## Activity
Give back a single figure: the number of lines in the entries below that contain "fields".

Stored data:

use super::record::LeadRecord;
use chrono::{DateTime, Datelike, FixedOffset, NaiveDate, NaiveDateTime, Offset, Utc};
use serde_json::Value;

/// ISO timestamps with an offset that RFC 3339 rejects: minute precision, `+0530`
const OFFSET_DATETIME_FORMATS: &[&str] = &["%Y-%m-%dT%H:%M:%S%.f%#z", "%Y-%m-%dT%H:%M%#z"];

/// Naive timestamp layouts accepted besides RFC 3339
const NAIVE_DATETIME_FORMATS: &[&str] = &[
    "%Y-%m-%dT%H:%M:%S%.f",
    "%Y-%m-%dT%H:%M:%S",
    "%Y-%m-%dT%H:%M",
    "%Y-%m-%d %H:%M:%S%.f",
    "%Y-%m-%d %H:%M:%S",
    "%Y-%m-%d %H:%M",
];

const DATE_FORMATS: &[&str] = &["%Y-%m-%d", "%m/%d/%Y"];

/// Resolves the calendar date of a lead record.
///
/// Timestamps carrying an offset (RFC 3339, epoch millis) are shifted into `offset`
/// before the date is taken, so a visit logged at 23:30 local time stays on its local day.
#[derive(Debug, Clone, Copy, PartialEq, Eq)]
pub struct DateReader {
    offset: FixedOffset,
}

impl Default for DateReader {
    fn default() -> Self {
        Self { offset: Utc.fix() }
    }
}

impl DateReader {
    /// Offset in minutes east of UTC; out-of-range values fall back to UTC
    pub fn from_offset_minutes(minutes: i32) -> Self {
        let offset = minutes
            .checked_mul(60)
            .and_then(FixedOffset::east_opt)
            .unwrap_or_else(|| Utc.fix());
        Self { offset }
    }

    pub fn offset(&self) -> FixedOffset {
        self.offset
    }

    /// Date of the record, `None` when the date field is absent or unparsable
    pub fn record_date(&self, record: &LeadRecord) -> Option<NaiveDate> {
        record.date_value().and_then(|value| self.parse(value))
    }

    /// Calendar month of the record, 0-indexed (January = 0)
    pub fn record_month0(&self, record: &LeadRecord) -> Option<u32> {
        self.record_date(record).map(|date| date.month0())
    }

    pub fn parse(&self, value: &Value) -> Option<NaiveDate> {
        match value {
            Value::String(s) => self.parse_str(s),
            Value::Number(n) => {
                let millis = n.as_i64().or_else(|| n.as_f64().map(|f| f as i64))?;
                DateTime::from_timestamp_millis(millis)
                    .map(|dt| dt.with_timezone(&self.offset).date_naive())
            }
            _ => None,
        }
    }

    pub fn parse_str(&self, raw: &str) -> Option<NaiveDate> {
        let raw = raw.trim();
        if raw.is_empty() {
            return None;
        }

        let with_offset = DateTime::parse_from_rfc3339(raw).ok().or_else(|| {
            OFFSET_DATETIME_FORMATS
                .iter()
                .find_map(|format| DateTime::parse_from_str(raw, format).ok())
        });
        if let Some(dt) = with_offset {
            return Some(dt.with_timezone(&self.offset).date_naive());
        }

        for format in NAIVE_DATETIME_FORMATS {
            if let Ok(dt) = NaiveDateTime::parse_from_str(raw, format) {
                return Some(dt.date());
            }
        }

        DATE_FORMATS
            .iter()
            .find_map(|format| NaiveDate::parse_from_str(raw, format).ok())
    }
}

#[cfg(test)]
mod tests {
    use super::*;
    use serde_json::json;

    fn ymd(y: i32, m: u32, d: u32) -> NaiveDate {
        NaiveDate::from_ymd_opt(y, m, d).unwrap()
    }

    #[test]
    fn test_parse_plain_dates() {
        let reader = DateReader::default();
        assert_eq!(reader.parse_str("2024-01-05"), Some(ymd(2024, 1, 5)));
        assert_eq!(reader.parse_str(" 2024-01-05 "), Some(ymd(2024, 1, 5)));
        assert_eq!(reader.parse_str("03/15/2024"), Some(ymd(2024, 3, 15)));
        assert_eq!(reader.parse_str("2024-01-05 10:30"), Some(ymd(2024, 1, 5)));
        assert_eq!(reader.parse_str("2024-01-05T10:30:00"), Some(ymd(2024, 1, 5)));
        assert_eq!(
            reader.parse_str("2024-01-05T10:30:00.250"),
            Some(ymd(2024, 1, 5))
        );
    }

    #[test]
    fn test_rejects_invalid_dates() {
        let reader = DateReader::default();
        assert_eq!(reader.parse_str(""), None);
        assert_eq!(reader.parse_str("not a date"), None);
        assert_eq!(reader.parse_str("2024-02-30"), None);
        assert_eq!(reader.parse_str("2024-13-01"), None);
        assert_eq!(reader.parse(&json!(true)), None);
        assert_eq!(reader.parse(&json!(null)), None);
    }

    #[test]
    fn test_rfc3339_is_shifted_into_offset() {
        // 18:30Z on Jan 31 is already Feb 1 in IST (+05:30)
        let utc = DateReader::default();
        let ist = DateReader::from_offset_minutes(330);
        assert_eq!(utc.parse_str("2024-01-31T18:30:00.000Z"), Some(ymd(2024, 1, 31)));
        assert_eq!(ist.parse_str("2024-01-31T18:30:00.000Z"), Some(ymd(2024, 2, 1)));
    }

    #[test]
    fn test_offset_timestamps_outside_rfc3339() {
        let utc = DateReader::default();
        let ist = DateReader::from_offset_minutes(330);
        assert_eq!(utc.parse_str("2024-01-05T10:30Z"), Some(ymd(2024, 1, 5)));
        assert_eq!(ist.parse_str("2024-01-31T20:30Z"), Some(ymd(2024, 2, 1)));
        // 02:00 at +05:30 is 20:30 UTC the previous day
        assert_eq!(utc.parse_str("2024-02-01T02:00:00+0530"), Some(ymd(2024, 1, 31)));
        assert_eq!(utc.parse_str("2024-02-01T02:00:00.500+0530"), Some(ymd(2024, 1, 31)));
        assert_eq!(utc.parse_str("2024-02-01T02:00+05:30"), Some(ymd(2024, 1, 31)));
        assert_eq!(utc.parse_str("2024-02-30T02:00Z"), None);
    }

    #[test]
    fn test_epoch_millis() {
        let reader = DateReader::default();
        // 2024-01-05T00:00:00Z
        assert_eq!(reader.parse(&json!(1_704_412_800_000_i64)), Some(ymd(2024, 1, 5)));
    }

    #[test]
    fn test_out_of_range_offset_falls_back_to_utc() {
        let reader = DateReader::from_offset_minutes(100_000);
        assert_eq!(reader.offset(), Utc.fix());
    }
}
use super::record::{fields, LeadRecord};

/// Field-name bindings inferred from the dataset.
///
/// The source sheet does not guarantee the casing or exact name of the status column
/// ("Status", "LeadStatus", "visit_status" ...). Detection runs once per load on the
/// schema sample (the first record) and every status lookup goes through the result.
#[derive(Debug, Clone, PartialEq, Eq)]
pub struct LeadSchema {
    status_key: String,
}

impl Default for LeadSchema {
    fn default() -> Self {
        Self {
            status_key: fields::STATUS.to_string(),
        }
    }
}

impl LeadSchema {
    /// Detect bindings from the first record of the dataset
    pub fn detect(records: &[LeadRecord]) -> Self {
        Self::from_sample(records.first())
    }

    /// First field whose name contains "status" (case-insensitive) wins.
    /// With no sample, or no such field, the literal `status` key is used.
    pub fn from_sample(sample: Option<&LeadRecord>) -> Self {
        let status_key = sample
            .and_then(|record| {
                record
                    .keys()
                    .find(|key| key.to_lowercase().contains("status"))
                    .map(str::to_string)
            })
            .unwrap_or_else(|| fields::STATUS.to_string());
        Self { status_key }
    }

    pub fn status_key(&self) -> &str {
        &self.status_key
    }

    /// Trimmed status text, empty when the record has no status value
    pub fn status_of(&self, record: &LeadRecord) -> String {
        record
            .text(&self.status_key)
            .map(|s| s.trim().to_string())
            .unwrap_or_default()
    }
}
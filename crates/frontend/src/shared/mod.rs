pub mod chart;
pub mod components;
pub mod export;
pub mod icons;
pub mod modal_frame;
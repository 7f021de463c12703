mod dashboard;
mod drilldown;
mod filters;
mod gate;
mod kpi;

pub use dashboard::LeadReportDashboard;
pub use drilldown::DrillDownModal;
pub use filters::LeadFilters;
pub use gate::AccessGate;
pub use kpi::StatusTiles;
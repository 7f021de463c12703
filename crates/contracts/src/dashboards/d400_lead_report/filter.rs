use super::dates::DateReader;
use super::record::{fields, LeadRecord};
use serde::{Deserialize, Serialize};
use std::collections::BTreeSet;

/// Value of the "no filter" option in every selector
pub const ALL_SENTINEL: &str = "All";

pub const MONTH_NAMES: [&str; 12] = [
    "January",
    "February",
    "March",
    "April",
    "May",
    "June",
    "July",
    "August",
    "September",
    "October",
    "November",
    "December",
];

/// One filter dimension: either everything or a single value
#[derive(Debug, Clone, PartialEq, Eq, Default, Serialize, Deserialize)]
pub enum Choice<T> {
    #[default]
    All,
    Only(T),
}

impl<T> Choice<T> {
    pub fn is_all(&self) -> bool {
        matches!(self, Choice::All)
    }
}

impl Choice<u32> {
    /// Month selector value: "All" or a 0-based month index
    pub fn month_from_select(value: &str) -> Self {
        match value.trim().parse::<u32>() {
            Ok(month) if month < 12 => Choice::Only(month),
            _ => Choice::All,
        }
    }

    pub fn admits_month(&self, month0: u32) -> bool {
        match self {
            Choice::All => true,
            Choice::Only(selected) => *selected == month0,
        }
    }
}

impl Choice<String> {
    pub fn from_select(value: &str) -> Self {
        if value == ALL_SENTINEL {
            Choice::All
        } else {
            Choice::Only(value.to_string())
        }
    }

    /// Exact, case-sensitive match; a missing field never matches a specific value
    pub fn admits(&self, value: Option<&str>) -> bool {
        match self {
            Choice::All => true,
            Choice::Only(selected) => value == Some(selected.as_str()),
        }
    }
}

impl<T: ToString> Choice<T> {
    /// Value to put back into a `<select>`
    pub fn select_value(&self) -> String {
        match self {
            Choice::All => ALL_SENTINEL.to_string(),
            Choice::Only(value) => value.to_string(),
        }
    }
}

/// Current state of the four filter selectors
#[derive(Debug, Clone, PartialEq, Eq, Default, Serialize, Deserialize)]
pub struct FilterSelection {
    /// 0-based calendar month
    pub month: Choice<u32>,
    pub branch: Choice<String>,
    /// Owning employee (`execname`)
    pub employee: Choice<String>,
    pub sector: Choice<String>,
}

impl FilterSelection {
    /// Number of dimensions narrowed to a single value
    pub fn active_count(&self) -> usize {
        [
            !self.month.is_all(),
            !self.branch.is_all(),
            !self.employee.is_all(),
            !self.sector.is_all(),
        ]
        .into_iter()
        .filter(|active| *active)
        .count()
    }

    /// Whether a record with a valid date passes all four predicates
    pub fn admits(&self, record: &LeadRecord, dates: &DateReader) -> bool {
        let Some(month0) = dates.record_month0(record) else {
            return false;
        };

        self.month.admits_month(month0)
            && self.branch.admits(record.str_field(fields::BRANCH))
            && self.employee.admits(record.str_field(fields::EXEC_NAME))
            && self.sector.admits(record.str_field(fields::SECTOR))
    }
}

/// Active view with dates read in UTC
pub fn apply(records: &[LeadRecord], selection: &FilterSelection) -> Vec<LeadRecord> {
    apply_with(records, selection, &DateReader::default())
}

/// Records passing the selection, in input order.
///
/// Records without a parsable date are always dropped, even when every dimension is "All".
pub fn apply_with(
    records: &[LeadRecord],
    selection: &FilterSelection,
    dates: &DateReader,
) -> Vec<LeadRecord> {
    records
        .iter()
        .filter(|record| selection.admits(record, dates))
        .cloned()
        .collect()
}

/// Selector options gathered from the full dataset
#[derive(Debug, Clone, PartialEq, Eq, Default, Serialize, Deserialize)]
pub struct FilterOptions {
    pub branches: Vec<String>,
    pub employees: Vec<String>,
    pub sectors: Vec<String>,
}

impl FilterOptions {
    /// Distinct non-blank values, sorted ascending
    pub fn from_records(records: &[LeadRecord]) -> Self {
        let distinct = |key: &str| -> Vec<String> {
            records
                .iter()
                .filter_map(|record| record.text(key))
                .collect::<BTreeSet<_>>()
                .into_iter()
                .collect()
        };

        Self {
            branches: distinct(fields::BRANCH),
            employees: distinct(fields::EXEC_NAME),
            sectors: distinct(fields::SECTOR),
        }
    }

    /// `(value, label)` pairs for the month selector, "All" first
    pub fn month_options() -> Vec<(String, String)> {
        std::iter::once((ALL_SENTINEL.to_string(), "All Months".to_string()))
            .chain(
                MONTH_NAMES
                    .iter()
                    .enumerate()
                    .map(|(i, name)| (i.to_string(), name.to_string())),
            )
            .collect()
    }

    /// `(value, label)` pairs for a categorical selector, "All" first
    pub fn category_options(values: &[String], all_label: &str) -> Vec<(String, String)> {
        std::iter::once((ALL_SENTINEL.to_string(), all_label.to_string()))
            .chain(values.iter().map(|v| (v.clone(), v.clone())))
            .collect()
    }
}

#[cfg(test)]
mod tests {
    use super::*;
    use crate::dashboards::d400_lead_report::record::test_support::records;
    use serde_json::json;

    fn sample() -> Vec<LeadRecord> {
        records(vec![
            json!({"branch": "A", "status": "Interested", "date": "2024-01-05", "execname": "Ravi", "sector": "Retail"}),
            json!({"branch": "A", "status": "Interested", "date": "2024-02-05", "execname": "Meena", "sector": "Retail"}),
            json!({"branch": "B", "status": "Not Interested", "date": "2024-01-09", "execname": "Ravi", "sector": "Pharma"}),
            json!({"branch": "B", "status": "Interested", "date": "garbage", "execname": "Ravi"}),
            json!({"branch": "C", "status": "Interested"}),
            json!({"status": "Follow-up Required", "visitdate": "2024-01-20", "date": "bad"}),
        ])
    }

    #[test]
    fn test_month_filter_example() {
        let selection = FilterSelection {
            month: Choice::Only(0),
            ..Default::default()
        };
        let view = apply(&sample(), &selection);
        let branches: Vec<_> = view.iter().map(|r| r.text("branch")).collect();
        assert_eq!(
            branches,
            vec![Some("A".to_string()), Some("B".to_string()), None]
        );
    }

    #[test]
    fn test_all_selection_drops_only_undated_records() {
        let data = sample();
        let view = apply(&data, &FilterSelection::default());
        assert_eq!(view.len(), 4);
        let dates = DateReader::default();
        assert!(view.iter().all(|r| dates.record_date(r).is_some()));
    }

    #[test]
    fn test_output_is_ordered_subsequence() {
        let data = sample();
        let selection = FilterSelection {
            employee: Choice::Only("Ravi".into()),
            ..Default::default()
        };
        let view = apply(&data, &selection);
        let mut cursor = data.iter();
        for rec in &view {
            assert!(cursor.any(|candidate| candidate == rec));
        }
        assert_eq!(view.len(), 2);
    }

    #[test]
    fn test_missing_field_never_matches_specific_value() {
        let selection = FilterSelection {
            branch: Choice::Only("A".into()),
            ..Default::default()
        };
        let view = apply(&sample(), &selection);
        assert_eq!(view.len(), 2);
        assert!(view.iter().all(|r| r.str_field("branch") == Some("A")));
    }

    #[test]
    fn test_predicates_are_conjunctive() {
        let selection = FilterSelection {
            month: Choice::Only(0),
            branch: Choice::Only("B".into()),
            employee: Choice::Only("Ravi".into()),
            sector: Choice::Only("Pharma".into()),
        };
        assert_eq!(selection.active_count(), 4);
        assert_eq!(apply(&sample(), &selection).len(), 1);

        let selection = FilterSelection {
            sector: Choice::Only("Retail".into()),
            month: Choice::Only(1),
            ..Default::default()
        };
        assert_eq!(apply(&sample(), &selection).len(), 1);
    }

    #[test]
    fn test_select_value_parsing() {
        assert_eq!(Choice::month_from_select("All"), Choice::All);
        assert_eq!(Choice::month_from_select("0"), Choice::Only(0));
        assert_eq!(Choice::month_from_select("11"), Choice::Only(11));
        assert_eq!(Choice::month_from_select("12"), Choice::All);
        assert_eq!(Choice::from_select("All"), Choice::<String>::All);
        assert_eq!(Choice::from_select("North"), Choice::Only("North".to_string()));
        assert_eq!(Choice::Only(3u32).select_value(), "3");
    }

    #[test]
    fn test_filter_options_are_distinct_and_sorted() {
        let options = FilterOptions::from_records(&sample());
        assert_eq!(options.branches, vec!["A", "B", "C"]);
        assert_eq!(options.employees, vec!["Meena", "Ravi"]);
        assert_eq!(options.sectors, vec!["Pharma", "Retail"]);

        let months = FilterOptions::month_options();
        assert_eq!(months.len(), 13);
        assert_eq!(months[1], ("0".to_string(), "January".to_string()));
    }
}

## Response area
10